Ah, @seazen , that’s where we differ in attitude. They’re your kids because you raise them. The eggs and sperm, to me, are cells with potential. Not kids. But then, I may be a bit biased. ;-)

MissAusten's avatar

I might consider doing it for someone I know, if they were close to me and I felt they would give a child a good chance in life.

I wouldn’t do it for money just because the process seems horrible to go through. It’s not like you just go in, they put you under, take the eggs, and send you on your way. I’m not into giving myself shots and going through a process that can last for months. I have a close friend who went through the same procedure to have her eggs used for in vitro fertilization and it sounded like hell.

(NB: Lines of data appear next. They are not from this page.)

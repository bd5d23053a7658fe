//! This module defines the single, unified error type for the ese-core library.
//! It uses the `thiserror` crate to provide ergonomic, context-aware error handling.

use pyo3::exceptions::{PyOSError, PyTypeError, PyValueError};
use pyo3::PyErr;
use thiserror::Error;

#[derive(Error, Debug)]
pub enum EseError {
    // =========================================================================
    // === Boundary Errors (raised before the counting core is reached)
    // =========================================================================
    #[error("{0}")]
    InvalidArgument(String),

    #[error("Invalid configuration: {0}")]
    InvalidConfig(String),

    /// An error for Python FFI (Foreign Function Interface) operations.
    #[error("FFI operation failed: {0}")]
    FfiError(String), // PyErr doesn't impl Error, so we can't use #[from] here.

    // =========================================================================
    // === External Error Wrappers (Using #[from] for automatic conversion)
    // =========================================================================
    /// An error from the Serde JSON library, raised by the JSON boundary.
    #[error("Serde JSON error: {0}")]
    SerdeJson(#[from] serde_json::Error),

    /// An error originating from the underlying I/O subsystem (e.g. the log file).
    #[error("I/O error: {0}")]
    Io(#[from] std::io::Error),
}

// =============================================================================
// === Manual `From` Implementations ===
// =============================================================================

impl From<PyErr> for EseError {
    fn from(err: PyErr) -> Self {
        EseError::FfiError(err.to_string())
    }
}

impl From<EseError> for PyErr {
    fn from(err: EseError) -> PyErr {
        match err {
            EseError::InvalidArgument(msg) => PyTypeError::new_err(msg),
            EseError::Io(e) => PyOSError::new_err(e.to_string()),
            other => PyValueError::new_err(other.to_string()),
        }
    }
}
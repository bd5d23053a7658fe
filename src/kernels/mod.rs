//! This module contains the pure, stateless text kernels of ese-core.
//!
//! Kernels know nothing about the host runtime: they take borrowed Rust data and
//! return plain values. Marshaling lives in `bridge` and `ffi`.

pub mod word_count;

pub use word_count::{count_words, count_words_in_bytes, is_word_separator};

As for the advertising, I think it’s shallow but not unexpected. If someone wanted to adopt a baby, they’d hope for birth parents who were smart and attractive. I guess wanting an egg from a smart, attractive woman isn’t all that different. If I were egg shopping, I’d rather focus on the donor’s family health history.

JLeslie's avatar

I wouldn’t do it, but I think it is wonderful that women are willing to do it. For me, it would be difficult for me psychologically to know my bio child was walking around and I did not know how they were being raised, if they were happy, etc.

JLeslie's avatar

@noelleptc I don’t see it as the same. Carrying a baby is not the same as it being genetically your baby. Not that I am disagreeing with your moms feelings, she obviously feels she would be bonded to any child she carries, but for me a surrogate mother is very different than a biological mother.

YARNLADY's avatar

Yes, I would have if I had know about it when the time was right.

asmonet's avatar

Well, when you actually cannot afford food some days… those ads look mighty intriguing.
I’ve thought about it. I have a friend who did it. You get compensated and someone gets helped out in a big way. I don’t think it would bother me.

rooeytoo's avatar

I couldn’t do it, I want to know that a child that is a part of me is being cared for properly, both physically and psychologically, and if eggs were sold, how would I ever have a moment of peace.

OpryLeigh's avatar

I have thought about it but I probably wouldn’t answer an ad like that. I would be more likely to approach my doctor about it and take their advise on the best way to do it. To be honest I think I would prefer not to know where my eggs end up. I agree with @asmonet, the compensation can look tempting at times and there have been times where I have wondered how the hell I was going to keep a roof over my head. It’s at times like that when you feel less guilty about the idea of donating eggs for money! However, when I did research it I read that it’s not a painfree process and not as easy as the ads make it out to be.

I have no problem with people that do donate eggs for the compensation. Afterall, you could consider it a win-win situation. So far I haven’t taken the idea any further than a passing thought.

MacBean's avatar

I’d give up every last one of ‘em with a smile if my health wasn’t such absolute shit. I wouldn’t wish this on my worst enemy, so I definitely have no interest in potentially passing it on to some poor kid.